Work item -> Needed from the entries below: every line that holds the word "waiting".

* * * *

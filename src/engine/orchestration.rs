//! Module focusing on the way jobs are drained from the queues by worker threads

use std::{
    sync::mpsc::{SyncSender, sync_channel},
    thread::{Scope, ScopedJoinHandle},
};

use tracing::{debug, info};

use crate::{
    Error,
    domain::{JobState, QueueId},
    engine::{
        cost::ProcessingCost,
        logic::JobHandler,
        queue::{Claimer, QueueReceivers, QueueSender},
    },
    error::invalid_argument,
    output::ProcessingResult,
    storage::ReadingRepository,
};

const CALLBACK_CHANNEL_CAPACITY: usize = 256;

/// The queues a single worker claims jobs from, in order of preference.
#[derive(Debug, Clone, PartialEq, Eq)]
pub struct WorkerBinding {
    queues: Vec<QueueId>,
}

impl WorkerBinding {
    pub fn new(queues: impl Into<Vec<QueueId>>) -> Result<Self, Error> {
        let queues = queues.into();
        if queues.is_empty() {
            return Err(invalid_argument("a worker must be bound to at least one queue"));
        }
        Ok(Self { queues })
    }

    pub fn queues(&self) -> &[QueueId] {
        &self.queues
    }
}

/// A set of workers, each processing one job at a time from the queues it is bound to.
#[derive(Debug, Clone, PartialEq, Eq)]
pub struct WorkerPool {
    bindings: Vec<WorkerBinding>,
}

impl WorkerPool {
    pub fn new(bindings: Vec<WorkerBinding>) -> Result<Self, Error> {
        if bindings.is_empty() {
            return Err(invalid_argument("a worker pool needs at least one worker"));
        }
        Ok(Self { bindings })
    }

    /// `workers_per_queue` workers dedicated to each of `queues`.
    pub fn per_queue(queues: &[QueueId], workers_per_queue: usize) -> Result<Self, Error> {
        let bindings = queues
            .iter()
            .flat_map(|&q| std::iter::repeat_n(q, workers_per_queue))
            .map(|q| WorkerBinding::new(vec![q]))
            .collect::<Result<Vec<_>, _>>()?;
        Self::new(bindings)
    }

    pub fn size(&self) -> usize {
        self.bindings.len()
    }

    pub fn bindings(&self) -> &[WorkerBinding] {
        &self.bindings
    }

    ///
    /// Starts the workers, runs `produce` on the calling thread, then waits until every queue is closed and drained.
    /// The queues are closed as soon as `produce` returns, so it is the only chance to enqueue jobs.
    ///
    /// Record failures are handed to `on_error` and finished jobs to `on_result`, each from a dedicated thread.
    ///
    pub fn run<R, C, T>(
        &self,
        queues: (QueueSender, QueueReceivers),
        handler: &JobHandler<R, C>,
        on_error: impl FnMut(Error) + Send,
        on_result: impl FnMut(ProcessingResult) + Send,
        produce: impl FnOnce(&QueueSender) -> T,
    ) -> Result<T, Error>
    where
        R: ReadingRepository,
        C: ProcessingCost,
    {
        let (sender, receivers) = queues;

        // Bind every worker before anything is spawned so a bad binding fails the run cleanly
        let claimers = self
            .bindings
            .iter()
            .map(|b| receivers.claimer(b.queues()))
            .collect::<Result<Vec<_>, _>>()
            .map_err(|e| invalid_argument(format!("cannot bind worker: {e}")))?;
        drop(receivers);

        let output = std::thread::scope(|s| {
            let (result_tx, error_tx) = spawn_callback_handlers(s, on_error, on_result);
            let worker_handles = spawn_worker_threads(s, claimers, handler, result_tx, error_tx);

            let output = produce(&sender);

            // Close the queues → workers drain and exit → callback channels close → callback threads exit
            drop(sender);

            let mut completed = 0;
            for handle in worker_handles {
                completed += handle.join().expect("worker thread does not panic");
            }
            debug!(completed, "all workers finished");

            output
        });

        Ok(output)
    }
}

fn spawn_callback_handlers<'s, 'e>(
    s: &'s Scope<'s, 'e>,
    mut on_error: impl FnMut(Error) + Send + 's,
    mut on_result: impl FnMut(ProcessingResult) + Send + 's,
) -> (SyncSender<ProcessingResult>, SyncSender<Error>) {
    let (result_tx, result_rx) = sync_channel::<ProcessingResult>(CALLBACK_CHANNEL_CAPACITY);
    let (error_tx, error_rx) = sync_channel::<Error>(CALLBACK_CHANNEL_CAPACITY);

    s.spawn(move || {
        for result in result_rx {
            on_result(result)
        }
    });

    s.spawn(move || {
        for err in error_rx {
            on_error(err)
        }
    });

    (result_tx, error_tx)
}

fn spawn_worker_threads<'s, 'e, R, C>(
    s: &'s Scope<'s, 'e>,
    claimers: Vec<Claimer>,
    handler: &'s JobHandler<R, C>,
    result_tx: SyncSender<ProcessingResult>,
    error_tx: SyncSender<Error>,
) -> Vec<ScopedJoinHandle<'s, usize>>
where
    R: ReadingRepository + 's,
    C: ProcessingCost + 's,
{
    claimers
        .into_iter()
        .enumerate()
        .map(|(worker, mut claimer)| {
            let rtx = result_tx.clone();
            let etx = error_tx.clone();

            s.spawn(move || {
                let queues: Vec<String> = claimer.queues().map(|q| q.to_string()).collect();
                info!(worker, queues = ?queues, "worker started");

                let mut completed = 0;
                while let Some(job) = claimer.claim() {
                    debug!(worker, job = %job.id(), queue = %job.queue(), state = %JobState::Claimed, "job claimed");
                    let result = handler.process(&job, |e| {
                        // Send fails only if the callback thread panicked; surfaced at scope exit.
                        let _ = etx.send(e);
                    });
                    let _ = rtx.send(result);
                    completed += 1;
                }

                info!(worker, completed, "worker stopped, queues closed");
                completed
            })
        })
        .collect()
}
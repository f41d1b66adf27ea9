//! Module for the core logic of the engine: batching, routing, dispatching and processing jobs

pub(crate) mod batching;
pub(crate) mod cost;
pub(crate) mod dispatch;
pub(crate) mod logic;
pub(crate) mod orchestration;
pub(crate) mod queue;
pub(crate) mod routing;
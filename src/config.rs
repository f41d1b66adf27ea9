//! Module defining the parameters of a run

use std::path::PathBuf;
use std::time::Duration;

use crate::{
    engine::routing::Policy,
    error::{Error, invalid_argument},
};

pub const DEFAULT_SOURCE_PATH: &str = "data.csv";
pub const DEFAULT_BATCH_SIZE: usize = 10;
pub const DEFAULT_WORKERS_PER_QUEUE: usize = 2;
pub const DEFAULT_RECORD_COST: Duration = Duration::from_secs(1);

#[derive(Debug, Clone, PartialEq, Eq)]
pub struct RunConfig {
    pub source_path: PathBuf,
    pub batch_size: usize,
    pub policy: Policy,
    /// Workers started for each queue the policy routes to
    pub workers_per_queue: usize,
    /// Time spent on every record before it is persisted
    pub record_cost: Duration,
}

impl Default for RunConfig {
    fn default() -> Self {
        Self {
            source_path: PathBuf::from(DEFAULT_SOURCE_PATH),
            batch_size: DEFAULT_BATCH_SIZE,
            policy: Policy::default(),
            workers_per_queue: DEFAULT_WORKERS_PER_QUEUE,
            record_cost: DEFAULT_RECORD_COST,
        }
    }
}

impl RunConfig {
    pub fn validate(&self) -> Result<(), Error> {
        if self.batch_size == 0 {
            return Err(invalid_argument("batch size must be at least 1"));
        }
        if self.workers_per_queue == 0 {
            return Err(invalid_argument("at least one worker per queue is required"));
        }
        Ok(())
    }
}
//! Module focused on the logic of processing the records of a single job.

use tracing::{info, warn};

use crate::{
    Error,
    domain::{Job, JobState, RawRow, Reading},
    engine::cost::ProcessingCost,
    error::repository_error,
    output::ProcessingResult,
    storage::ReadingRepository,
};

/// Turns the rows of a job into persisted readings.
///
/// Records are handled strictly in order and independently of each other: a row that fails validation or cannot be
/// stored is reported through `on_error` and the handler moves on to the next one.
pub struct JobHandler<R, C> {
    repository: R,
    cost: C,
}

impl<R: ReadingRepository, C: ProcessingCost> JobHandler<R, C> {
    pub fn new(repository: R, cost: C) -> Self {
        Self { repository, cost }
    }

    pub fn repository(&self) -> &R {
        &self.repository
    }

    pub fn process(&self, job: &Job, mut on_error: impl FnMut(Error)) -> ProcessingResult {
        info!(
            job = %job.id(),
            queue = %job.queue(),
            batch_size = job.batch_size(),
            state = %JobState::Claimed,
            "job started"
        );

        let mut processed_count = 0;
        for row in job.batch().rows() {
            self.cost.apply(row);
            match self.handle_row(row) {
                Ok(()) => processed_count += 1,
                Err(err) => {
                    warn!(
                        job = %job.id(),
                        line = row.line(),
                        date = row.date(),
                        temperature = row.temperature(),
                        error = %err,
                        "error processing row"
                    );
                    on_error(err);
                }
            }
        }

        info!(
            job = %job.id(),
            queue = %job.queue(),
            processed_count,
            state = %JobState::Completed,
            "job completed"
        );

        ProcessingResult {
            job: job.id(),
            queue: job.queue(),
            attempted: job.batch_size(),
            succeeded: processed_count,
        }
    }

    fn handle_row(&self, row: &RawRow) -> Result<(), Error> {
        let reading = Reading::try_from(row)?;
        self.repository
            .create(reading)
            .map_err(|source| repository_error(row.line(), source))
    }
}
//! Module for the queues sitting between the dispatcher and the workers.

use std::collections::HashMap;

use crossbeam::channel::{self, Receiver, Select, Sender, TryRecvError};

use crate::{
    domain::{Job, QueueId},
    error::QueueError,
};

/// The producer side of a set of queues.
pub trait JobQueue {
    /// Hands the job to its target queue. Returns as soon as the queue has accepted it.
    fn enqueue(&self, job: Job) -> Result<(), QueueError>;
}

/// Creates one in-memory queue per id. Every queue accepts concurrent producers and consumers and delivers each job to
/// exactly one consumer.
///
/// Dropping the returned [`QueueSender`] closes all queues: consumers still drain what was enqueued before.
pub fn in_memory(queues: &[QueueId]) -> (QueueSender, QueueReceivers) {
    let mut senders = HashMap::with_capacity(queues.len());
    let mut receivers = HashMap::with_capacity(queues.len());
    for &queue in queues {
        let (tx, rx) = channel::unbounded::<Job>();
        senders.insert(queue, tx);
        receivers.insert(queue, rx);
    }
    (QueueSender { senders }, QueueReceivers { receivers })
}

pub struct QueueSender {
    senders: HashMap<QueueId, Sender<Job>>,
}

impl JobQueue for QueueSender {
    fn enqueue(&self, job: Job) -> Result<(), QueueError> {
        let queue = job.queue();
        let sender = self
            .senders
            .get(&queue)
            .ok_or(QueueError::Unavailable(queue))?;
        sender.send(job).map_err(|_| QueueError::Closed(queue))
    }
}

impl QueueSender {
    /// Number of jobs waiting in `queue`, if such a queue exists.
    pub fn depth(&self, queue: QueueId) -> Option<usize> {
        self.senders.get(&queue).map(Sender::len)
    }
}

/// The consumer side of a set of queues.
#[derive(Clone)]
pub struct QueueReceivers {
    receivers: HashMap<QueueId, Receiver<Job>>,
}

impl QueueReceivers {
    /// Builds a claimer bound to `queues`. Queues listed first are preferred when several have jobs waiting.
    pub fn claimer(&self, queues: &[QueueId]) -> Result<Claimer, QueueError> {
        let receivers = queues
            .iter()
            .map(|&q| {
                self.receivers
                    .get(&q)
                    .map(|rx| (q, rx.clone()))
                    .ok_or(QueueError::Unavailable(q))
            })
            .collect::<Result<Vec<_>, _>>()?;
        Ok(Claimer { receivers })
    }
}

/// Claims jobs, one at a time, from the queues a worker is bound to.
#[derive(Debug)]
pub struct Claimer {
    receivers: Vec<(QueueId, Receiver<Job>)>,
}

impl Claimer {
    /// Blocks until a job is available and returns it. Returns `None` once every bound queue is closed and empty.
    pub fn claim(&mut self) -> Option<Job> {
        loop {
            // Fast path honouring the queue preference order
            let mut closed = Vec::new();
            for (i, (_, rx)) in self.receivers.iter().enumerate() {
                match rx.try_recv() {
                    Ok(job) => return Some(job),
                    Err(TryRecvError::Empty) => {}
                    Err(TryRecvError::Disconnected) => closed.push(i),
                }
            }
            for i in closed.into_iter().rev() {
                self.receivers.remove(i);
            }
            if self.receivers.is_empty() {
                return None;
            }

            let (index, result) = {
                let mut select = Select::new();
                for (_, rx) in &self.receivers {
                    select.recv(rx);
                }
                let operation = select.select();
                let index = operation.index();
                let result = operation.recv(&self.receivers[index].1);
                (index, result)
            };

            match result {
                Ok(job) => return Some(job),
                Err(_) => {
                    self.receivers.remove(index);
                }
            }
        }
    }

    pub fn queues(&self) -> impl Iterator<Item = QueueId> + '_ {
        self.receivers.iter().map(|(q, _)| *q)
    }
}
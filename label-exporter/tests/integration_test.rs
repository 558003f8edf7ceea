//! Integration tests for the label exporter.
//!
//! These tests verify the full flow from entity events to the rendered
//! `/metrics` output, over the HTTP server and over Zenoh.
//!
//! Zenoh tests require a multi-thread tokio runtime and use a unique key
//! prefix each.

use std::collections::HashMap;
use std::net::SocketAddr;
use std::sync::Arc;
use std::time::Duration;

use label_exporter::config::{CleanupStrategy, LabelConfig};
use label_exporter::dispatcher::DispatchOutcome;
use label_exporter::index::RemoveOutcome;
use label_exporter::metrics::EventOutcome;
use label_exporter::watcher::decode_sample;
use label_exporter::{
    EntityWatcher, EventDispatcher, ExporterMetrics, HttpServer, LabelEvent, LabelFilter,
    LabelIndex, SharedDispatcher, SyncStatus, WatchError, build_registry,
};
use label_exporter_common::{
    EntityKey, EntityKind, EntityObject, Format, KeyExprBuilder, ZenohConfig, connect, encode,
};
use prometheus_client::encoding::text::encode as render;
use tokio::sync::watch;
use zenoh::sample::SampleKind;

fn labels(pairs: &[(&str, &str)]) -> HashMap<String, String> {
    pairs
        .iter()
        .map(|(k, v)| (k.to_string(), v.to_string()))
        .collect()
}

fn added(namespace: &str, name: &str, pairs: &[(&str, &str)]) -> LabelEvent {
    LabelEvent::Added {
        kind: EntityKind::Pod,
        key: EntityKey::new(namespace, name),
        labels: labels(pairs),
    }
}

fn removed(namespace: &str, name: &str) -> LabelEvent {
    LabelEvent::Removed {
        kind: EntityKind::Pod,
        key: EntityKey::new(namespace, name),
    }
}

fn create_dispatcher(config: LabelConfig) -> SharedDispatcher {
    Arc::new(EventDispatcher::new(
        Arc::new(LabelIndex::new(config.cleanup)),
        LabelFilter::new(&config),
        ExporterMetrics::default(),
    ))
}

* * * *

Exercise answer ->
    /// Number of jobs waiting in `queue`, if such a queue exists.
    /// Builds a claimer bound to `queues`. Queues listed first are preferred when several have jobs waiting.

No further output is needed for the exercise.